Well gal, I’ve been there one too many times.
But now as a Pinterest Manager, I’ve discovered all the ins-and-outs, the tips and tricks, to successfully alluring those coveted readers to your website. Over the years, I’ve learned exactly what it takes to make sure your content is standing out on Pinterest, showing up in followers’ feeds, and turning every day readers into raving fans. But what exactly are those tips and tricks? Well chick, get ready. Today, I’m sharing my 17 best Pinterest tips to skyrocket traffic from Pinterest, to your kick-butt blog. Here we go!
1. Make hashtags work for you
Whether you’re a fan of hashtags are not, they’re here to stay as far as Pinterest is concerned! So be sure to add 2-5 hashtags to the end of all your pin descriptions. Keep in mind that hashtags on Pinterest are not like hashtags on Instagram. Don’t hashtag-stuff your descriptions! Keep it to a minimum, use long-tailed keywords, and make sure they’re relevant to your pin.
2. pin consistently
If you only remember one thing from this list, let this one be it. Consistency is KING on Pinterest! There’s all kinds of advice out there about how many times you should pin per day, but the main thing to remember here is that it’s not so much how much you pin, but that you’re consistently pinning. Pinterest values consistency over almost anything else. It’s better to pin five times a day everyday, than to pin 100 pins once a week. Trust me on this!

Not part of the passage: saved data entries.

//! Cluster translators: Matter requests in, UCL messages out, and back.
//!
//! One [`CommandTranslator`] exists per supported cluster family. A concrete
//! translator only supplies its mapping tables and any payload shaping; the
//! request flow (resolve, publish, register a reply) is shared and lives in
//! the provided trait methods below.
//!
//! Nothing here ever waits for the bus. A request that expects a reply
//! returns `Invocation::Pending` and is finished later through
//! [`PendingRequests`].

mod cache;
mod dispatcher;
mod groups;
mod identify;
mod level_control;
mod on_off;
mod pending;
mod thermostat;

#[cfg(test)]
pub(crate) mod test_support;

pub use cache::AttributeCache;
pub use dispatcher::Dispatcher;
pub use groups::GroupsTranslator;
pub use identify::IdentifyTranslator;
pub use level_control::LevelControlTranslator;
pub use on_off::OnOffTranslator;
pub use pending::{CompletionHandle, PendingRequests, RequestOrigin};
pub use thermostat::ThermostatTranslator;

use crate::bus::{BusClient, BusTopic, DeviceAddress, TopicScheme};
use crate::error::TranslateError;
use crate::matter::{
    AttributeId, AttributeKind, AttributeValue, AttributeWrite, CommandId, CommandPayload,
    CommandReply, EndpointId, GroupId, HandlerContext, KnownCluster, Operation, PayloadFields,
};
use crate::node_state::NodeStateMonitor;
use log::debug;
use serde_json::{Map, Value};
use std::sync::Arc;

/// Collaborators every translator talks to.
#[derive(Clone)]
pub struct TranslatorLinks {
    pub node_state: Arc<dyn NodeStateMonitor>,
    pub bus: Arc<dyn BusClient>,
    pub topics: TopicScheme,
}

impl TranslatorLinks {
    pub fn new(
        node_state: Arc<dyn NodeStateMonitor>,
        bus: Arc<dyn BusClient>,
        topics: TopicScheme,
    ) -> Self {
        Self {
            node_state,
            bus,
            topics,
        }
    }
}

/// Where a command is published.
#[derive(Debug, Clone, Copy, PartialEq, Eq)]
pub enum Target {
    /// The device backing the request's endpoint.
    Device,
    /// The group named by the command's `GroupID` field. No endpoint
    /// resolution, no reply.
    Group,
}

/// What confirms a device command.
#[derive(Debug, Clone, Copy, PartialEq, Eq)]
pub enum Reply {
    /// Fire-and-forget.
    None,
    /// A report of this attribute.
    Attribute(&'static str),
    /// This generated (response) command.
    Response(&'static str),
}

/// One row of a cluster's command table.
#[derive(Debug, Clone, Copy, PartialEq, Eq)]
pub struct CommandMapping {
    /// UCL command name.
    pub name: &'static str,
    pub target: Target,
    pub reply: Reply,
}

impl CommandMapping {
    pub const fn device(name: &'static str, reply: Reply) -> Self {
        Self {
            name,
            target: Target::Device,
            reply,
        }
    }

    pub const fn group(name: &'static str) -> Self {
        Self {
            name,
            target: Target::Group,
            reply: Reply::None,
        }
    }
}

/// One row of a cluster's attribute table.
#[derive(Debug, Clone, Copy, PartialEq, Eq)]
pub struct AttributeMapping {
    pub id: AttributeId,
    /// UCL attribute name.
    pub name: &'static str,
    pub kind: AttributeKind,
    pub writable: bool,
}

/// Immediate result of a request.
#[derive(Debug, Clone, Copy, PartialEq, Eq)]
pub enum Invocation {
    /// Published, nothing to wait for.
    Sent,
    /// Published; the outcome arrives later through the protocol sink.
    Pending(CompletionHandle),
}

/// A decoded inbound bus message.
#[derive(Debug, Clone, PartialEq)]
pub enum Inbound {
    Report {
        /// None when the reporting device is not mapped (or not attached).
        endpoint: Option<EndpointId>,
        attribute: AttributeId,
        value: AttributeValue,
    },
    Reply(CommandReply),
}

/// Translation contract for one cluster family.
pub trait CommandTranslator: Send + Sync + 'static {
    fn cluster(&self) -> KnownCluster;

    fn links(&self) -> &TranslatorLinks;

    /// Command table lookup.
    fn command(&self, command: CommandId) -> Option<CommandMapping>;

    /// Attribute table lookup by Matter id.
    fn attribute(&self, attribute: AttributeId) -> Option<AttributeMapping>;

    /// Attribute table lookup by UCL name.
    fn attribute_named(&self, name: &str) -> Option<AttributeMapping>;

    /// Shape decoded command fields into the UCL payload.
    fn command_payload(
        &self,
        _command: CommandId,
        fields: &CommandPayload,
    ) -> Result<Value, TranslateError> {
        Ok(Value::Object(fields.clone()))
    }

    /// Reply expected for this particular request.
    fn reply_for(&self, mapping: &CommandMapping, _fields: &CommandPayload) -> Reply {
        mapping.reply
    }

    /// Validate a value before it is written to the device.
    fn check_write(
        &self,
        mapping: &AttributeMapping,
        value: &AttributeValue,
    ) -> Result<(), TranslateError> {
        value.check(mapping.kind)
    }

    /// Translate and publish one endpoint-addressed command.
    fn invoke(
        &self,
        ctx: &HandlerContext,
        pending: &PendingRequests,
    ) -> Result<Invocation, TranslateError> {
        let cluster = self.cluster();
        let mapping = self
            .command(ctx.command)
            .ok_or(TranslateError::UnsupportedCommand {
                cluster: cluster.id(),
                command: ctx.command,
            })?;

        if mapping.target == Target::Group {
            let group = group_field(&ctx.payload)?;
            self.invoke_group(group, ctx.command, &ctx.payload)?;
            return Ok(Invocation::Sent);
        }

        let links = self.links();
        let address = links
            .node_state
            .resolve_endpoint(ctx.endpoint)
            .ok_or(TranslateError::DeviceUnavailable(ctx.endpoint))?;
        let payload = self.command_payload(ctx.command, &ctx.payload)?;

        let topic = links
            .topics
            .device_command(&address, cluster.bus_name(), mapping.name);
        let reply_topic = match self.reply_for(&mapping, &ctx.payload) {
            Reply::None => None,
            Reply::Attribute(attribute) => Some(links.topics.attribute_reported(
                &address,
                cluster.bus_name(),
                attribute,
            )),
            Reply::Response(command) => Some(links.topics.generated_command(
                &address,
                cluster.bus_name(),
                command,
            )),
        };

        let origin = RequestOrigin {
            endpoint: ctx.endpoint,
            cluster: cluster.id(),
            operation: Operation::Invoke(ctx.command),
        };
        send(links, pending, &address, &topic, &payload, reply_topic, origin)
    }

    /// Translate and publish a group-cast command. Never tracked.
    fn invoke_group(
        &self,
        group: GroupId,
        command: CommandId,
        fields: &CommandPayload,
    ) -> Result<(), TranslateError> {
        let cluster = self.cluster();
        let mapping = self
            .command(command)
            .ok_or(TranslateError::UnsupportedCommand {
                cluster: cluster.id(),
                command,
            })?;
        let payload = self.command_payload(command, fields)?;

        let links = self.links();
        let topic = links
            .topics
            .group_command(group, cluster.bus_name(), mapping.name);
        links.bus.publish(&topic, &payload.to_string())?;
        debug!("[Bridge] Group {} {} {} sent", group, cluster.bus_name(), mapping.name);
        Ok(())
    }

    /// Translate and publish one attribute write.
    fn write_attribute(
        &self,
        write: &AttributeWrite,
        pending: &PendingRequests,
    ) -> Result<Invocation, TranslateError> {
        let cluster = self.cluster();
        let mapping = self
            .attribute(write.attribute)
            .ok_or(TranslateError::UnsupportedAttribute {
                cluster: cluster.id(),
                attribute: write.attribute.0,
            })?;
        if !mapping.writable {
            return Err(TranslateError::ReadOnlyAttribute {
                cluster: cluster.id(),
                attribute: write.attribute.0,
            });
        }
        self.check_write(&mapping, &write.value)?;

        let links = self.links();
        let address = links
            .node_state
            .resolve_endpoint(write.endpoint)
            .ok_or(TranslateError::DeviceUnavailable(write.endpoint))?;

        let mut body = Map::new();
        body.insert(mapping.name.to_string(), write.value.to_json());
        let topic = links.topics.write_attributes(&address, cluster.bus_name());
        let reply_topic = links
            .topics
            .attribute_reported(&address, cluster.bus_name(), mapping.name);

        let origin = RequestOrigin {
            endpoint: write.endpoint,
            cluster: cluster.id(),
            operation: Operation::Write(write.attribute),
        };
        send(
            links,
            pending,
            &address,
            &topic,
            &Value::Object(body),
            Some(reply_topic),
            origin,
        )
    }

    /// Decode an inbound report or response for this cluster.
    fn decode_bus_message(&self, topic: &BusTopic, payload: &str) -> Result<Inbound, TranslateError> {
        match topic {
            BusTopic::Reported {
                address, attribute, ..
            } => {
                let mapping = self.attribute_named(attribute).ok_or_else(|| {
                    TranslateError::InvalidPayload(format!("unknown attribute {attribute}"))
                })?;
                let value = AttributeValue::from_json(mapping.kind, &reported_value(payload)?)?;
                Ok(Inbound::Report {
                    endpoint: self.links().node_state.endpoint_for(address),
                    attribute: mapping.id,
                    value,
                })
            }
            BusTopic::Generated { command, .. } => {
                let fields: Value = serde_json::from_str(payload)
                    .map_err(|e| TranslateError::InvalidPayload(e.to_string()))?;
                Ok(Inbound::Reply(CommandReply::Response {
                    command: command.clone(),
                    fields,
                }))
            }
            _ => Err(TranslateError::InvalidPayload(
                "not a cluster topic".to_string(),
            )),
        }
    }

    /// Topic patterns to subscribe for this cluster.
    fn subscriptions(&self) -> Vec<String> {
        self.links()
            .topics
            .cluster_subscriptions(self.cluster().bus_name())
    }
}

/// Publish, registering the reply first when one is expected.
fn send(
    links: &TranslatorLinks,
    pending: &PendingRequests,
    address: &DeviceAddress,
    topic: &str,
    payload: &Value,
    reply_topic: Option<String>,
    origin: RequestOrigin,
) -> Result<Invocation, TranslateError> {
    let Some(reply_topic) = reply_topic else {
        links.bus.publish(topic, &payload.to_string())?;
        return Ok(Invocation::Sent);
    };

    // Register before publishing: the reply may beat us back otherwise
    let endpoint = origin.endpoint;
    let handle = pending.register(reply_topic.clone(), &address.unid, origin)?;

    // A detach handled since resolution found nothing to fail
    if links.node_state.resolve_endpoint(endpoint).as_ref() != Some(address) {
        pending.discard(&reply_topic, handle);
        return Err(TranslateError::DeviceUnavailable(endpoint));
    }
    if let Err(e) = links.bus.publish(topic, &payload.to_string()) {
        pending.discard(&reply_topic, handle);
        return Err(e);
    }
    Ok(Invocation::Pending(handle))
}

fn group_field(fields: &CommandPayload) -> Result<GroupId, TranslateError> {
    let group = fields.unsigned_field("GroupID", u16::MAX as u64)?;
    Ok(GroupId(group as u16))
}

/// Extract `value` from a UCL `{"value": ...}` report.
fn reported_value(payload: &str) -> Result<Value, TranslateError> {
    let mut report: Map<String, Value> = serde_json::from_str(payload)
        .map_err(|e| TranslateError::InvalidPayload(e.to_string()))?;
    report
        .remove("value")
        .ok_or_else(|| TranslateError::InvalidPayload("report without value".to_string()))
}
use crate::bus::DEFAULT_PREFIX;
use serde::{Deserialize, Serialize};
use std::fs;
use std::path::Path;
use std::time::Duration;

/// Load variables from `.env` in the working directory.
///
/// Values may contain spaces without quoting. Variables already present in
/// the environment win.
pub fn load_dotenv() {
    let Ok(content) = fs::read_to_string(Path::new(".env")) else {
        return;
    };

    for (key, value) in content.lines().filter_map(parse_env_line) {
        if std::env::var(key).is_err() {
            // SAFETY: called at start-up before the runtime spawns threads
            unsafe { std::env::set_var(key, value) };
        }
    }
}

/// Split one `.env` line into key and value. Comments and blanks yield None.
fn parse_env_line(line: &str) -> Option<(&str, &str)> {
    let line = line.trim();
    if line.is_empty() || line.starts_with('#') {
        return None;
    }

    let (key, value) = line.split_once('=')?;
    let key = key.trim();
    let mut value = value.trim();
    if value.len() >= 2
        && ((value.starts_with('"') && value.ends_with('"'))
            || (value.starts_with('\'') && value.ends_with('\'')))
    {
        value = &value[1..value.len() - 1];
    }
    (!key.is_empty()).then_some((key, value))
}

#[derive(Debug, Clone, Serialize, Deserialize)]
pub struct Config {
    pub mqtt: MqttConfig,
    pub bridge: BridgeConfig,
}

#[derive(Debug, Clone, Serialize, Deserialize)]
pub struct MqttConfig {
    pub broker_host: String,
    pub broker_port: u16,
    pub client_id: String,
    pub username: Option<String>,
    pub password: Option<String>,
}

#[derive(Debug, Clone, Serialize, Deserialize)]
pub struct BridgeConfig {
    /// UCL topic prefix.
    pub topic_prefix: String,
    /// How long a request waits for its bus reply.
    pub reply_timeout_ms: u64,
    /// How often expired requests are swept.
    pub sweep_interval_ms: u64,
    /// First Matter endpoint handed to a bus device. 0 is the root node and
    /// 1 the aggregator.
    pub first_dynamic_endpoint: u16,
}

impl BridgeConfig {
    pub fn reply_timeout(&self) -> Duration {
        Duration::from_millis(self.reply_timeout_ms)
    }

    pub fn sweep_interval(&self) -> Duration {
        // A zero period would make the interval panic
        Duration::from_millis(self.sweep_interval_ms.max(1))
    }
}

impl Default for Config {
    fn default() -> Self {
        Self {
            mqtt: MqttConfig {
                broker_host: "localhost".to_string(),
                broker_port: 1883,
                client_id: "unify-matter-bridge".to_string(),
                username: None,
                password: None,
            },
            bridge: BridgeConfig {
                topic_prefix: DEFAULT_PREFIX.to_string(),
                reply_timeout_ms: 5000,
                sweep_interval_ms: 250,
                first_dynamic_endpoint: 2,
            },
        }
    }
}

impl Config {
    pub fn from_env() -> Self {
        Self::from_lookup(|key| std::env::var(key).ok())
    }

    /// Build from defaults overridden by `lookup`. Unparsable numbers keep
    /// their default.
    fn from_lookup(lookup: impl Fn(&str) -> Option<String>) -> Self {
        let mut config = Self::default();

        // MQTT configuration
        if let Some(host) = lookup("MQTT_BROKER_HOST") {
            config.mqtt.broker_host = host;
        }
        if let Some(port) = lookup("MQTT_BROKER_PORT")
            && let Ok(p) = port.parse()
        {
            config.mqtt.broker_port = p;
        }
        if let Some(client_id) = lookup("MQTT_CLIENT_ID") {
            config.mqtt.client_id = client_id;
        }
        if let Some(username) = lookup("MQTT_USERNAME") {
            config.mqtt.username = Some(username);
        }
        if let Some(password) = lookup("MQTT_PASSWORD") {
            config.mqtt.password = Some(password);
        }

        // Bridge configuration
        if let Some(prefix) = lookup("UCL_TOPIC_PREFIX") {
            config.bridge.topic_prefix = prefix;
        }
        if let Some(timeout) = lookup("BRIDGE_REPLY_TIMEOUT_MS")
            && let Ok(t) = timeout.parse()
        {
            config.bridge.reply_timeout_ms = t;
        }
        if let Some(interval) = lookup("BRIDGE_SWEEP_INTERVAL_MS")
            && let Ok(i) = interval.parse()
        {
            config.bridge.sweep_interval_ms = i;
        }
        if let Some(endpoint) = lookup("BRIDGE_FIRST_DYNAMIC_ENDPOINT")
            && let Ok(e) = endpoint.parse()
        {
            config.bridge.first_dynamic_endpoint = e;
        }

        config
    }
}

#[cfg(test)]
mod tests {
    use super::*;
    use std::collections::HashMap;

    #[test]
    fn test_parse_env_line() {
        assert_eq!(parse_env_line("MQTT_BROKER_HOST=10.0.0.2"), Some(("MQTT_BROKER_HOST", "10.0.0.2")));
        assert_eq!(parse_env_line("NAME = Living Room "), Some(("NAME", "Living Room")));
        assert_eq!(parse_env_line("PASS='a=b'"), Some(("PASS", "a=b")));
        assert_eq!(parse_env_line("# comment"), None);
        assert_eq!(parse_env_line("   "), None);
        assert_eq!(parse_env_line("no equals sign"), None);
        assert_eq!(parse_env_line("Q=\""), Some(("Q", "\"")));
    }

    #[test]
    fn test_overrides() {
        let env: HashMap<&str, &str> = [
            ("MQTT_BROKER_PORT", "8883"),
            ("MQTT_USERNAME", "bridge"),
            ("UCL_TOPIC_PREFIX", "site1/ucl"),
            ("BRIDGE_REPLY_TIMEOUT_MS", "750"),
            ("BRIDGE_SWEEP_INTERVAL_MS", "soon"),
        ]
        .into_iter()
        .collect();
        let config = Config::from_lookup(|key| env.get(key).map(|v| v.to_string()));

        assert_eq!(config.mqtt.broker_host, "localhost");
        assert_eq!(config.mqtt.broker_port, 8883);
        assert_eq!(config.mqtt.username.as_deref(), Some("bridge"));
        assert_eq!(config.bridge.topic_prefix, "site1/ucl");
        assert_eq!(config.bridge.reply_timeout(), Duration::from_millis(750));
        assert_eq!(config.bridge.sweep_interval_ms, 250);
        assert_eq!(config.bridge.first_dynamic_endpoint, 2);
    }
}
//! Thermostat cluster (0x0201).
//!
//! Temperatures are in centi-degrees Celsius on both sides, so values pass
//! through unscaled.

use super::{AttributeMapping, CommandMapping, CommandTranslator, Reply, TranslatorLinks};
use crate::error::TranslateError;
use crate::matter::{
    AttributeId, AttributeKind, AttributeValue, CommandId, CommandPayload, KnownCluster,
    PayloadFields,
};
use serde_json::{Map, Value};
use std::ops::RangeInclusive;
use strum::{EnumString, FromRepr, IntoStaticStr};

const HEATING_LIMITS: RangeInclusive<i64> = 700..=3000;
const COOLING_LIMITS: RangeInclusive<i64> = 1600..=3200;

/// Reserved SystemMode value.
const SYSTEM_MODE_RESERVED: u64 = 2;

#[derive(Debug, Clone, Copy, PartialEq, Eq, FromRepr, IntoStaticStr)]
#[repr(u32)]
enum ThermostatCommand {
    #[strum(to_string = "SetpointRaiseOrLower")]
    SetpointRaiseLower = 0x00,
}

#[derive(Debug, Clone, Copy, PartialEq, Eq, FromRepr)]
#[repr(u64)]
enum SetpointMode {
    Heat = 0,
    Cool = 1,
    Both = 2,
}

impl SetpointMode {
    fn bus_name(self) -> &'static str {
        match self {
            SetpointMode::Heat => "Heat",
            SetpointMode::Cool => "Cool",
            SetpointMode::Both => "Both",
        }
    }
}

#[derive(Debug, Clone, Copy, PartialEq, Eq, FromRepr, IntoStaticStr, EnumString)]
#[repr(u32)]
enum ThermostatAttribute {
    LocalTemperature = 0x0000,
    OccupiedCoolingSetpoint = 0x0011,
    OccupiedHeatingSetpoint = 0x0012,
    ControlSequenceOfOperation = 0x001B,
    SystemMode = 0x001C,
}

pub struct ThermostatTranslator {
    links: TranslatorLinks,
}

impl ThermostatTranslator {
    pub fn new(links: TranslatorLinks) -> Self {
        Self { links }
    }

    fn attribute_mapping(attribute: ThermostatAttribute) -> AttributeMapping {
        let (kind, writable) = match attribute {
            ThermostatAttribute::LocalTemperature => (AttributeKind::NullableI16, false),
            ThermostatAttribute::OccupiedCoolingSetpoint
            | ThermostatAttribute::OccupiedHeatingSetpoint => (AttributeKind::I16, true),
            ThermostatAttribute::ControlSequenceOfOperation => (AttributeKind::Enum8, false),
            ThermostatAttribute::SystemMode => (AttributeKind::Enum8, true),
        };
        AttributeMapping {
            id: AttributeId(attribute as u32),
            name: attribute.into(),
            kind,
            writable,
        }
    }

    fn mode(fields: &CommandPayload) -> Result<SetpointMode, TranslateError> {
        let mode = fields.unsigned_field("Mode", SetpointMode::Both as u64)?;
        SetpointMode::from_repr(mode)
            .ok_or_else(|| TranslateError::InvalidPayload(format!("Mode={mode} is unknown")))
    }
}

impl CommandTranslator for ThermostatTranslator {
    fn cluster(&self) -> KnownCluster {
        KnownCluster::Thermostat
    }

    fn links(&self) -> &TranslatorLinks {
        &self.links
    }

    fn command(&self, command: CommandId) -> Option<CommandMapping> {
        ThermostatCommand::from_repr(command.0).map(|command| {
            CommandMapping::device(command.into(), Reply::Attribute("OccupiedHeatingSetpoint"))
        })
    }

    fn attribute(&self, attribute: AttributeId) -> Option<AttributeMapping> {
        ThermostatAttribute::from_repr(attribute.0).map(Self::attribute_mapping)
    }

    fn attribute_named(&self, name: &str) -> Option<AttributeMapping> {
        name.parse::<ThermostatAttribute>()
            .ok()
            .map(Self::attribute_mapping)
    }

    fn command_payload(
        &self,
        _command: CommandId,
        fields: &CommandPayload,
    ) -> Result<Value, TranslateError> {
        let mode = Self::mode(fields)?;
        let amount = fields.signed_field("Amount", i8::MIN as i64, i8::MAX as i64)?;

        let mut out = Map::new();
        out.insert("Mode".to_string(), Value::from(mode.bus_name()));
        out.insert("Amount".to_string(), Value::from(amount));
        Ok(Value::Object(out))
    }

    /// Cooling-only adjustments are confirmed by the cooling setpoint.
    fn reply_for(&self, mapping: &CommandMapping, fields: &CommandPayload) -> Reply {
        match Self::mode(fields) {
            Ok(SetpointMode::Cool) => Reply::Attribute("OccupiedCoolingSetpoint"),
            _ => mapping.reply,
        }
    }

    fn check_write(
        &self,
        mapping: &AttributeMapping,
        value: &AttributeValue,
    ) -> Result<(), TranslateError> {
        value.check(mapping.kind)?;

        let out_of_range = || {
            TranslateError::InvalidPayload(format!("{} = {:?} is out of range", mapping.name, value))
        };
        match (mapping.name.parse::<ThermostatAttribute>(), value) {
            (Ok(ThermostatAttribute::OccupiedHeatingSetpoint), AttributeValue::Signed(v))
                if !HEATING_LIMITS.contains(v) =>
            {
                Err(out_of_range())
            }
            (Ok(ThermostatAttribute::OccupiedCoolingSetpoint), AttributeValue::Signed(v))
                if !COOLING_LIMITS.contains(v) =>
            {
                Err(out_of_range())
            }
            (Ok(ThermostatAttribute::SystemMode), AttributeValue::Unsigned(SYSTEM_MODE_RESERVED)) => {
                Err(out_of_range())
            }
            _ => Ok(()),
        }
    }
}

#[cfg(test)]
mod tests {
    use super::*;
    use crate::matter::{AttributeWrite, ClusterId, HandlerContext};
    use crate::translator::test_support::{D1_ENDPOINT, Fixture, RecordingSink};
    use crate::translator::{Invocation, PendingRequests};
    use serde_json::json;
    use std::sync::Arc;
    use std::time::Duration;

    const HEATING_REPORTED: &str =
        "ucl/by-unid/zw-D1/ep1/Thermostat/Attributes/OccupiedHeatingSetpoint/Reported";
    const COOLING_REPORTED: &str =
        "ucl/by-unid/zw-D1/ep1/Thermostat/Attributes/OccupiedCoolingSetpoint/Reported";

    fn setup() -> (Fixture, ThermostatTranslator, PendingRequests) {
        let fixture = Fixture::new();
        let translator = ThermostatTranslator::new(fixture.links.clone());
        let pending = PendingRequests::new(
            Duration::from_secs(5),
            Arc::new(RecordingSink::default()),
        );
        (fixture, translator, pending)
    }

    fn setpoint(mode: u64, amount: i64) -> HandlerContext {
        HandlerContext::new(D1_ENDPOINT, ClusterId::THERMOSTAT, CommandId(0x00))
            .with_field("Mode", mode)
            .with_field("Amount", amount)
    }

    #[test]
    fn test_setpoint_raise_lower() {
        let (fixture, translator, pending) = setup();

        assert!(matches!(
            translator.invoke(&setpoint(0, -5), &pending),
            Ok(Invocation::Pending(_))
        ));
        assert_eq!(
            fixture.bus.published()[0].0,
            "ucl/by-unid/zw-D1/ep1/Thermostat/Commands/SetpointRaiseOrLower"
        );
        assert_eq!(fixture.bus.last_json(), json!({"Mode": "Heat", "Amount": -5}));

        // Waits on the heating report, so the topic is now busy
        assert!(matches!(
            pending.register(HEATING_REPORTED.to_string(), "zw-D1", origin()),
            Err(TranslateError::RequestInFlight(_))
        ));
    }

    #[test]
    fn test_cool_waits_for_cooling_setpoint() {
        let (_fixture, translator, pending) = setup();
        translator.invoke(&setpoint(1, 10), &pending).unwrap();

        assert!(matches!(
            pending.register(COOLING_REPORTED.to_string(), "zw-D1", origin()),
            Err(TranslateError::RequestInFlight(_))
        ));
        assert!(pending
            .register(HEATING_REPORTED.to_string(), "zw-D1", origin())
            .is_ok());
    }

    #[test]
    fn test_setpoint_rejects_bad_fields() {
        let (fixture, translator, pending) = setup();

        for ctx in [setpoint(3, 1), setpoint(0, 200), setpoint(0, -129)] {
            assert!(matches!(
                translator.invoke(&ctx, &pending),
                Err(TranslateError::InvalidPayload(_))
            ));
        }
        assert!(fixture.bus.published().is_empty());
        assert!(pending.is_empty());
    }

    #[test]
    fn test_setpoint_write_limits() {
        let (fixture, translator, pending) = setup();
        let write = |attribute: u32, value: AttributeValue| AttributeWrite {
            endpoint: D1_ENDPOINT,
            cluster: ClusterId::THERMOSTAT,
            attribute: AttributeId(attribute),
            value,
        };

        assert!(translator
            .write_attribute(&write(0x0012, AttributeValue::Signed(3100)), &pending)
            .is_err());
        assert!(translator
            .write_attribute(&write(0x0011, AttributeValue::Signed(1500)), &pending)
            .is_err());
        assert!(translator
            .write_attribute(&write(0x001C, AttributeValue::Unsigned(2)), &pending)
            .is_err());
        assert!(fixture.bus.published().is_empty());

        assert!(translator
            .write_attribute(&write(0x0012, AttributeValue::Signed(2100)), &pending)
            .is_ok());
        assert_eq!(
            fixture.bus.last_json(),
            json!({"OccupiedHeatingSetpoint": 2100})
        );
    }

    #[test]
    fn test_local_temperature_is_nullable() {
        let (_fixture, translator, _pending) = setup();
        let mapping = translator.attribute_named("LocalTemperature").unwrap();
        assert_eq!(mapping.kind, AttributeKind::NullableI16);
        assert!(!mapping.writable);
    }

    fn origin() -> crate::translator::RequestOrigin {
        crate::translator::RequestOrigin {
            endpoint: D1_ENDPOINT,
            cluster: ClusterId::THERMOSTAT,
            operation: crate::matter::Operation::Invoke(CommandId(0)),
        }
    }
}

3. keywords, keywords, keywords
Speaking of keywords, it’s vital that you use the right ones for your brand and business on Pinterest. For those of you who aren’t familiar, a keyword is essentially the “key word” or phrase your ideal audience or client is searching for. For example, let’s say you run a blog all about yoga stretches and workouts. Your keywords will be what your ideal yoga lovin’ client is searching for in the Pinterest search bar. Things like “beginner yoga workouts” or “nighttime yoga stretches” are great examples of specific keywords you could use. Make sense? Good!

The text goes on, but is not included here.